19 Desember 2015   17:49 Diperbarui: 19 Desember 2015   18:39 264
+
Laporkan Konten
Laporkan Akun
Kompasiana adalah platform blog. Konten ini menjadi tanggung jawab bloger dan tidak mewakili pandangan redaksi Kompas.

Kali ini, cerita tentang anak sulungku.

ANAK perempuan berambut ikal yang saat kecil agak pemalu.

Aku masih ingat, ada banyak saat ketika dia TK, dia akan berdiri saja di lorong depan kelas ketika teman- temannya berlarian kesana- kemari. Sampai nanti jika suatu saat ada anak yang lebih ‘pemberani’ dan ‘heboh’ menggandeng tangannya untuk bergabung, dia akan ikut bergabung.

Dia sudah besar sekarang. Sudah jadi mahasiswa fakultas teknik di sebuah perguruan tinggi ternama. Sudah mulai merancang- rancang tugas akhirnya. Kuliahnya Alhamdulillah lancar, dengan IPK yang hingga saat ini akan memungkinkannya lulus cum laude (semoga.. ).

Masih juga mungil, dan pembawaannya tenang, tapi dia tak lagi pemalu. Dia berkembang menjadi anak perempuan yang gigih dan tahu apa yang dia mau.

Di sela- sela waktu kuliahnya, ada saja saat- saat dimana aku menerima pesan pendek darinya dengan isi serupa ini “ Bu, ada pertukaran mahasiswa, aku mau daftar ya ? “

Kali lain, “ Ada seminar internasional, aku dipanggil wawancara. Doain ya bu.. “

“ Ada young leadership program di luar negeri, aku ikut seleksi.. “

Dan macam- macam lagi.

Dari semua program yang dia mendaftar itu, hasilnya beragam.

Ada yang dia dapatkan, hingga bisa berangkat dengan rombongan pertukaran mahasiswa itu.

Ada yang dia sudah masuk 10 besar seleksi nasional untuk suatu international young leader program, dan yang akan diberangkatkan 4 orang. Setelah proses seleksi, ternyata dia ada di.. urutan ke 5. Ha ha.
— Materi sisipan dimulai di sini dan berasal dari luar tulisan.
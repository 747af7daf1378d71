//! Configuration loader with environment variable support

use super::Config;
use crate::error::Result;
use config::{Environment, File, FileFormat};
use std::path::Path;

/// Environment variable prefix, e.g. `SOFTGREP__SERVER__PORT=6000`
pub const ENV_PREFIX: &str = "SOFTGREP";

/// Load configuration from a TOML file
pub fn load_config<P: AsRef<Path>>(path: P) -> Result<Config> {
    let config = config::Config::builder()
        .add_source(File::from(path.as_ref()).format(FileFormat::Toml))
        .build()?;

    let cfg: Config = config.try_deserialize()?;
    Ok(cfg)
}

/// Load configuration from an optional TOML file with environment variable overrides
pub fn load_config_with_env(path: Option<&Path>) -> Result<Config> {
    let mut builder = config::Config::builder();

    if let Some(path) = path {
        builder = builder.add_source(File::from(path).format(FileFormat::Toml));
    }

    let config = builder
        .add_source(
            Environment::with_prefix(ENV_PREFIX)
                .prefix_separator("__")
                .separator("__")
                .try_parsing(true),
        )
        .build()?;

    let cfg: Config = config.try_deserialize()?;
    Ok(cfg)
}

/// Parse configuration from an in-memory TOML string
pub fn load_config_from_str(toml: &str) -> Result<Config> {
    let config = config::Config::builder()
        .add_source(File::from_str(toml, FileFormat::Toml))
        .build()?;

    let cfg: Config = config.try_deserialize()?;
    Ok(cfg)
}
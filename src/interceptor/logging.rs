//! Transparent logging stage

use super::{CallContext, Interceptor, Next, RpcResult};
use crate::rpc::Request;
use async_trait::async_trait;
use tracing::{info, warn};

/// Logs method and start timestamp on entry, outcome and latency on exit.
/// Never short-circuits.
#[derive(Debug, Clone, Default)]
pub struct LoggingInterceptor;

impl LoggingInterceptor {
    pub fn new() -> Self {
        Self
    }
}

#[async_trait]
impl Interceptor for LoggingInterceptor {
    fn name(&self) -> &'static str {
        "logging"
    }

    async fn intercept(&self, ctx: &mut CallContext, request: Request, next: Next<'_>) -> RpcResult {
        info!(
            method = ctx.method,
            call_id = %ctx.call_id,
            started_at = %ctx.started_at.to_rfc3339(),
            "call received"
        );

        let result = next.run(ctx, request).await;

        let elapsed_ms = ctx.elapsed().as_millis() as u64;
        match &result {
            Ok(_) => info!(method = ctx.method, call_id = %ctx.call_id, elapsed_ms, "call completed"),
            Err(e) => warn!(
                method = ctx.method,
                call_id = %ctx.call_id,
                elapsed_ms,
                code = ?e.code,
                "call failed: {}",
                e.message
            ),
        }

        result
    }
}
#[tokio::test]
async fn test_unbounded_ttl_override_still_caches() {
    let mut config = EngineConfig::default();
    config.modules.insert(
        "sec-filings".to_string(),
        ModuleOverride {
            ttl_secs: Some(u64::MAX),
            ..Default::default()
        },
    );
    let engine = TruthLayer::builder().config(config).module(filings()).build().unwrap();

    let first = resolve(&engine, request()).await;
    assert_eq!(first.metric().unwrap().tier, Tier::Tier1);
    assert_eq!(first.trace.count("hit"), 1);

    let second = resolve(&engine, request()).await;
    assert_eq!(second.trace.count("cache_hit"), 1);
    assert_eq!(first.metric(), second.metric());
}

#[tokio::test(start_paused = true)]
async fn test_cancellation_aborts_resolution() {
    let engine = TruthLayer::builder()
        .module(filings().with_latency(Duration::from_secs(1)))
        .build()
        .unwrap();

    let cancel = CancellationToken::new();
    let trigger = cancel.clone();
    tokio::spawn(async move {
        tokio::time::sleep(Duration::from_millis(100)).await;
        trigger.cancel();
    });

    let result = engine.resolve(request(), &cancel).await;
    assert!(matches!(result, Err(EngineError::Cancelled)));
}

#[tokio::test]
async fn test_invalid_request() {
    let engine = TruthLayer::builder().module(filings()).build().unwrap();
    let result = engine
        .resolve(MetricRequest::new("", "revenue_total"), &CancellationToken::new())
        .await;
    assert!(matches!(result, Err(EngineError::InvalidRequest(_))));
}

#[test]
fn test_build_without_modules() {
    assert!(matches!(TruthLayer::builder().build(), Err(EngineError::NoModules)));
}

#[test]
fn test_duplicate_module_names() {
    let result = TruthLayer::builder().module(filings()).module(filings()).build();
    assert!(matches!(result, Err(EngineError::Registration(_))));
}

#[test]
fn test_describe() {
    let engine = TruthLayer::builder()
        .module(filings())
        .module(quotes("quotes", 1.0).with_origin("exchange"))
        .build()
        .unwrap();

    let modules = engine.describe();
    assert_eq!(modules.len(), 2);
    assert_eq!(modules[0].name, "sec-filings");
    assert_eq!(modules[0].tier, Tier::Tier1);
    assert_eq!(modules[0].cache_class, "regulatory");
    assert_eq!(modules[1].origin, "exchange");
}

/// Fails with `Unavailable` a fixed number of times, then answers
struct Flaky {
    failures: u32,
    calls: Arc<AtomicU32>,
}

#[async_trait]
impl SourceModule for Flaky {
    fn name(&self) -> &str {
        "flaky"
    }

    fn tier(&self) -> Tier {
        Tier::Tier1
    }

    fn rate_budget(&self) -> RateBudget {
        RateBudget::per_second(100)
    }

    async fn query(
        &self,
        identifier: &EntityId,
        metric: &str,
        period: Option<&str>,
    ) -> Result<FinancialMetric, ModuleError> {
        let n = self.calls.fetch_add(1, Ordering::SeqCst);
        if n < self.failures {
            return Err(ModuleError::Unavailable("blip".to_string()));
        }
        SeededModule::filings("flaky")
            .seed(identifier.as_str(), metric, period, MetricValue::scalar(1.0, "USD"))
            .query(identifier, metric, period)
            .await
    }
}

#[tokio::test]
async fn test_unavailable_is_retried_when_configured() {
    let calls = Arc::new(AtomicU32::new(0));
    let config = EngineConfig {
        module_retries: 1,
        ..Default::default()
    };
    let engine = TruthLayer::builder()
        .config(config)
        .module(Flaky {
            failures: 1,
            calls: Arc::clone(&calls),
        })
        .build()
        .unwrap();

    let resolution = resolve(&engine, request()).await;
    assert!(resolution.is_resolved());
    assert_eq!(resolution.trace.live_calls(), 2);
    assert_eq!(calls.load(Ordering::SeqCst), 2);
}

#[tokio::test]
async fn test_no_retry_by_default() {
    let calls = Arc::new(AtomicU32::new(0));
    let engine = TruthLayer::builder()
        .module(Flaky {
            failures: 1,
            calls: Arc::clone(&calls),
        })
        .build()
        .unwrap();

    let resolution = resolve(&engine, request()).await;
    assert!(!resolution.is_resolved());
    assert_eq!(calls.load(Ordering::SeqCst), 1);
}

/// Declares Tier1 but labels its answers Tier2
struct Mislabelled;

#[async_trait]
impl SourceModule for Mislabelled {
    fn name(&self) -> &str {
        "mislabelled"
    }

    fn tier(&self) -> Tier {
        Tier::Tier1
    }

    fn rate_budget(&self) -> RateBudget {
        RateBudget::per_second(100)
    }

    async fn query(
        &self,
        identifier: &EntityId,
        metric: &str,
        period: Option<&str>,
    ) -> Result<FinancialMetric, ModuleError> {
        SeededModule::market_quotes("x")
            .with_confidence(Confidence::CERTAIN)
            .seed(identifier.as_str(), metric, period, MetricValue::scalar(1.0, "USD"))
            .query(identifier, metric, period)
            .await
    }
}

#[tokio::test]
async fn test_mislabelled_result_is_rejected() {
    let engine = TruthLayer::builder().module(Mislabelled).build().unwrap();
    let resolution = resolve(&engine, request()).await;
    assert!(!resolution.is_resolved());
    assert_eq!(resolution.trace.count("error"), 1);
}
Dia dihubungi untuk bersiap- siap sebab dia masuk daftar cadangan, jika salah satu dari 4 orang itu batal berangkat, dialah yang akan berangkat.

Ada juga yang tak terpilih..

Kompetisinya dan persaingannya juga macam- macam levelnya. Ada yang seleksinya tingkat nasional, lalu nanti bergabung dengan rombongan lain dari negara lain. Ada yang sejak awal, seleksinya sudah seleksi internasional, tak lagi merupakan perwakilan negara, dia sudah bersaing langsung di level global.

Aku dan ayahnya sih senang- senang saja dia begitu. Itu kan keinginannya sendiri. Dan kami lihat dia tak terbeban. Menulis makalah yang biasanya menjadi syarat untuk mendaftar, juga dia lakukan dengan santai disela- sela waktu luangnya. Kadang-kadang topik yang diminta berhubungan dengan jurusan yang dia pelajari di Perguruan Tinggi saat ini. Adakalanya, nggak ada hubungannya sama sekali.

Kami juga senang akan hal itu. Itu menunjukkan bahwa wawasannya cukup luas untuk bisa menulis sesuatu yang berbeda dengan bidang keilmuan formal yang dia sedang pelajari.

Plus, ini juga penting: dia menerima keberhasilan maupun kegagalannya saat mendaftarkan diri dalam program- program semacam itu juga dengan sikap yang ‘biasa- biasa saja’. Tidak berlebihan senang atau kecewanya jika berhasil atau gagal.

Bagi kami, ini penting sekali…

***

Kami ini, bukan orang tua yang begitu ambisiusnya mengikutkan anak- anak untuk berlomba.

Saat mereka kecil, jika ada lomba ini dan itu di sekolahnya atau di luar sekolah yang kami tahu, kami akan beritahu anak (-anak) kami dan tawarkan apakah mereka ingin ikut. Jika ingin, ya kami daftar dan antarkan. Jika tak mau, tidak apa- apa.

Kami selalu menyadari, mendidik anak itu marathon, bukan sprint. Bagi kami, mendidik anak untuk memiliki mental juara, lebih penting daripada sekedar menjadikannya juara instan.

Sudah banyak kami dengar cerita, juga kami lihat di depan mata, anak- anak yang orang tuanya begitu berambisi agar anaknya menjadi juara, kepribadiannya menjadi rapuh.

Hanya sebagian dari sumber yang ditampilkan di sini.